Accessing capital can feel overwhelming for small business owners, but it doesn’t have to be.
Why it matters: Having capital means having cash flow, which is critical for any small business’ success and growth. Common uses for capital include:
- Working capital for operations
- Purchasing assets
- Funding growth through assets, property or expansion
- Supply chain purchases/costs
There are many options for small business owners to consider, so they should lean on their trusted banking partner to determine next steps.

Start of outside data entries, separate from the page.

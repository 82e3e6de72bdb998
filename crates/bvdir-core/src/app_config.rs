use std::path::PathBuf;

use crate::map::MapBackendKind;

#[derive(Debug, Clone, Copy, PartialEq, Eq)]
pub enum Environment {
    Development,
    Test,
    Production,
}

impl Environment {
    /// Production builds write minified artifacts.
    #[must_use]
    pub fn minify_output(self) -> bool {
        matches!(self, Environment::Production)
    }
}

impl std::fmt::Display for Environment {
    fn fmt(&self, f: &mut std::fmt::Formatter<'_>) -> std::fmt::Result {
        match self {
            Environment::Development => write!(f, "development"),
            Environment::Test => write!(f, "test"),
            Environment::Production => write!(f, "production"),
        }
    }
}

#[derive(Debug, Clone, PartialEq, Eq)]
pub struct AppConfig {
    pub env: Environment,
    /// Provider dataset JSON file.
    pub data_path: PathBuf,
    /// Path prefix the static site is served under, e.g. `/bitcoin-vps`.
    pub base_path: String,
    pub log_level: String,
    pub map_backend: MapBackendKind,
    pub map_zoom: u8,
    pub cluster_radius_px: u32,
}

“There are great options for small businesses to consider,” says Steven J. Cunningham, Senior Vice President, Director of SBA Sales for WSFS Bank. “There is no one-option-fits-all approach, so it’s important to consult with your small business banker or lender to identify what works best for your business’ structure, needs and goals.”
Here are a few options:
- U.S. Small Business Administration (SBA) Loans
- Commercial Real Estate Loans
- Equipment Financing
- Lines of Credit
Get Extra Tax Credits
“During the pandemic, the SBA’s Paycheck Protection Program (PPP) and other initiatives under the CARES Act were implemented to help small businesses keep operations going and their staff employed,” says Cunningham. “While many of these programs have expired, another program, the Employee Retention Credit (ERC), is still available. Even if your business received PPP funds, you may be eligible for the ERC.”